These figures are for each nozzle, so total water consumption and power can be arrived at by adding up the numbers relating to each nozzle, For example four 12mm nozzles at four metres head will consume 3.6 litres per second and yeild 127 watts of hydraulic power.
At this operating point a permanent magnet alternator would be needed bcause of the slow speed.

Note also that in the right lower area of the table the maximum power of the generator would be exceeded, and the spray chamber could flood if multiple nozzles were used. The figures are only included for perspective.

Cable Sizing

The cable from the generator to the control box is almost never an energy loss. Mere practicality ususally leads to a choice of at least 1 sq mm wire for the voltage rating and mechanical strength. At the voltage of the generator (100v to 300v) there is virtually no loss and runs of a kilometre are feasible.
The control box is placed close to the battery bank in most circumstances and that is the concept of course. Even in a 12v system there is not a problem sending 20 amps for a few metres.
In extreme cases however the calculations might have to be made. Resistance of a run of wire is :
r = 1.7 x length /100 A
where length is meters, A is square millimetres of copper, and r comes out as ohms. The voltage loss is of course then calculable by the classic Ohms Law:
v = Ir ....where I is the amps. Note that two wires imply two voltage drops!
Obviously voltage drop matters a lot more in a 12 volt system.

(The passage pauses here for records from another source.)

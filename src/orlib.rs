//! Reader for OR-Library capacitated warehouse location instances.
//!
//! Layout (blank lines are ignored everywhere):
//!
//! ```text
//! m n
//! capacity fixed_cost        (m lines, one per facility)
//! demand                     (per customer, n times)
//! c_1 c_2 ... c_m            (allocation costs, may wrap over lines)
//! ```
//!
//! Only the facility table and the summed customer demand are kept.
//! Allocation costs are checked for well-formedness and then dropped.

use std::path::Path;

use crate::error::{CflpError, Result};
use crate::model::{Facility, Instance};

/// Reads and parses an instance file.
pub fn read_path<P: AsRef<Path>>(path: P) -> Result<Instance> {
    let path = path.as_ref();
    let text = std::fs::read_to_string(path)?;
    let instance = parse_str(&text)?;
    tracing::debug!(
        path = %path.display(),
        facilities = instance.len(),
        demand = instance.total_demand(),
        "loaded OR-Library instance"
    );
    Ok(instance)
}

/// Parses an instance from its text.
pub fn parse_str(text: &str) -> Result<Instance> {
    let mut lines = Lines::new(text);

    let (line, header) = lines.next_line("header `m n`")?;
    let header: Vec<&str> = header.split_whitespace().collect();
    if header.len() != 2 {
        return Err(parse_error(line, format!("expected `m n`, got {} values", header.len())));
    }
    let m: usize = parse_value(line, header[0], "facility count")?;
    let n: usize = parse_value(line, header[1], "customer count")?;

    let mut facilities = Vec::with_capacity(m);
    for j in 0..m {
        let (line, text) = lines.next_line("facility line")?;
        let parts: Vec<&str> = text.split_whitespace().collect();
        if parts.len() != 2 {
            return Err(parse_error(
                line,
                format!(
                    "facility {}: expected capacity and fixed cost, got {} values",
                    j + 1,
                    parts.len()
                ),
            ));
        }
        let capacity = parse_value(line, parts[0], "capacity")?;
        let fixed_cost = parse_value(line, parts[1], "fixed cost")?;
        facilities.push(Facility::new(capacity, fixed_cost));
    }

    let mut total_demand = 0.0;
    for i in 0..n {
        let (line, text) = lines.next_line("customer demand")?;
        let demand: f64 = parse_value(line, text, "demand")
            .map_err(|_| parse_error(line, format!("customer {}: malformed demand `{text}`", i + 1)))?;
        total_demand += demand;

        let mut costs = 0usize;
        while costs < m {
            let (line, text) = lines.next_line("allocation costs")?;
            for token in text.split_whitespace() {
                let _: f64 = parse_value(line, token, "allocation cost")?;
                costs += 1;
            }
        }
    }

    Instance::new(facilities, total_demand)
}

/// Non-empty trimmed lines with their 1-based line numbers.
struct Lines<'a> {
    inner: std::iter::Enumerate<std::str::Lines<'a>>,
    last: usize,
}

impl<'a> Lines<'a> {
    fn new(text: &'a str) -> Self {
        Self {
            inner: text.lines().enumerate(),
            last: 0,
        }
    }

    fn next_line(&mut self, expected: &str) -> Result<(usize, &'a str)> {
        for (idx, raw) in self.inner.by_ref() {
            self.last = idx + 1;
            let line = raw.trim();
            if !line.is_empty() {
                return Ok((idx + 1, line));
            }
        }
        Err(parse_error(
            self.last + 1,
            format!("unexpected end of file, expected {expected}"),
        ))
    }
}

fn parse_value<T: std::str::FromStr>(line: usize, token: &str, what: &str) -> Result<T> {
    token
        .parse()
        .map_err(|_| parse_error(line, format!("invalid {what}: `{token}`")))
}

fn parse_error(line: usize, message: String) -> CflpError {
    CflpError::Parse { line, message }
}

#[cfg(test)]
mod tests {
    use super::*;

    const SMALL: &str = "\
3 2
10 5.0
20 7.5

15 6
12
 1.0 2.0
 3.0
13
4.0 5.0 6.0 7.0
";

    #[test]
    fn test_parse_small_instance() {
        let inst = parse_str(SMALL).unwrap();
        assert_eq!(inst.len(), 3);
        assert_eq!(inst.facility(1), &Facility::new(20.0, 7.5));
        assert_eq!(inst.total_demand(), 25.0);
        assert_eq!(inst.total_capacity(), 45.0);
    }

    #[test]
    fn test_empty_file() {
        let err = parse_str("\n\n").unwrap_err();
        assert!(matches!(err, CflpError::Parse { .. }), "{err}");
    }

    #[test]
    fn test_bad_header() {
        let err = parse_str("3\n").unwrap_err();
        assert!(matches!(err, CflpError::Parse { line: 1, .. }), "{err}");
    }

    #[test]
    fn test_bad_facility_line_reports_line_number() {
        let err = parse_str("2 1\n10 5\n\n20 x\n").unwrap_err();
        match err {
            CflpError::Parse { line, message } => {
                assert_eq!(line, 4);
                assert!(message.contains("fixed cost"), "{message}");
            }
            other => panic!("unexpected error {other:?}"),
        }
    }

    #[test]
    fn test_truncated_costs() {
        let err = parse_str("2 1\n10 5\n20 6\n7\n1.0\n").unwrap_err();
        match err {
            CflpError::Parse { message, .. } => {
                assert!(message.contains("allocation costs"), "{message}")
            }
            other => panic!("unexpected error {other:?}"),
        }
    }

    #[test]
    fn test_malformed_demand() {
        let err = parse_str("1 1\n10 5\n7 8\n1.0\n").unwrap_err();
        assert!(matches!(err, CflpError::Parse { line: 3, .. }), "{err}");
    }

    #[test]
    fn test_zero_facilities_is_invalid_input() {
        let err = parse_str("0 1\n5\n").unwrap_err();
        assert!(matches!(err, CflpError::InvalidInput(_)), "{err}");
    }

    #[test]
    fn test_read_missing_file() {
        let err = read_path("/no/such/orlib/cap41.txt").unwrap_err();
        assert!(matches!(err, CflpError::Io(_)));
    }

    #[test]
    fn test_read_path_from_file() {
        let dir = std::env::temp_dir();
        let path = dir.join(format!("u_cflp_orlib_{}.txt", std::process::id()));
        std::fs::write(&path, SMALL).unwrap();
        let inst = read_path(&path).unwrap();
        std::fs::remove_file(&path).unwrap();
        assert_eq!(inst.len(), 3);
    }
}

As there are three phase wires leading from the generator it works out that you have to use the amps value i=power/volts*1.7*0.7

Appendix G: Additional Information for Electronic Technician


The electronics provides four important functions which have been condensed into the control box.
1. Excitation and speed control of the generator.
Induction generators require capacitors to supply the magnetising current and to tune out the winding reactance. The size of the capacitor effects speed, current and voltage of operation. Our circuit adds capacitors in four steps by adjusting the speed knob so as to match the speed of the generator to the best operating speed of the pelton wheel.
2. Load Dump.
This both regulates battery charge and limits over-voltage events if the battery is disconnected. The Load dump is attached by a 240V cable with 3 conductors. One is green and yellow, one is brown and one is blue. The green and yellow wire must be connected to the exposed metal parts of the dump for safety. If the machine is run with the output disconnected then there is the risk of the generator voltage and temperature becoming excessive. Surplus energy from other power sources connected to the 12 or 24 volt circuit (eg solar panels) cannot be disposed of by the hydro Load Dump because the dump works in the high voltage circuit before the power is converted to 12 or 24 volt.
The voltage on the blue and brown wires can be as high as 350 volts DC, so correct installation and care is needed. It is tempting to connect the dump circuit to some low priority useful 240 volt load such as a water pump. This will not usually work as the dump is DC at varying voltages.
If the generator voltage reaches 430 volts peak the Load Dump circuit acts to stop it going any higher by passing current to the Load Dump element. If the voltage control knob is turned lower than the battery voltage the current will also fall to zero and the red light will come on indicating that the power is being diverted away from the battery. If the battery is disconnected the total load must of course be diverted and the red light will come on.
To control over-voltage a transistor passes current to a resistor (750 watt immersion heater) sandwiched in an assembly of aluminium heat sinks. This reliably conducts the heat from the element and reduces the maximum temperatures reached to safe levels.
This load shedding function is also activated through an opto-coupler from the 12 volt side of the circuit if the output voltage has reached the level preset on the top (voltage) knob. The voltage being supplied to the resistor is DC varying from 0 to 240 volts according to the amount of power to be shed. There are no jumps or steps in its operation as the power fed to it has been chopped at 20 kHz with a varying mark/space ratio, and then filtered.
Many customers are offended by the "waste" of power in this energy dump resistor. There IS the possibility of using the power in a hot water heater, but elements over 1 kW may damage the control transistor. Also the element may burn out if there is a loss of water from the hot water tank. This may lead to the destruction of the pelton wheel electronics, or the overcharging of the batteries. One customer famously set the dump element in a rock wall of his house.
A better way of using surplus power is to sequence loads on the battery side with low priority loads turning on as the batteries reach full charge. Items like water pumps, hot water heating, ceiling fans or refrigerators can all be allocated a priority. A problem with many loads is that they are either switched on or off (all or nothing) and may cycle on and off frequently unless the control system is sufficiently intelligent.
If there is water storage at the source it is sometimes worth considering a solenoid to turn off the water to the pelton wheel when the battery reaches a preset level. Here again there is risk of cycling if sufficient time delays are not built in.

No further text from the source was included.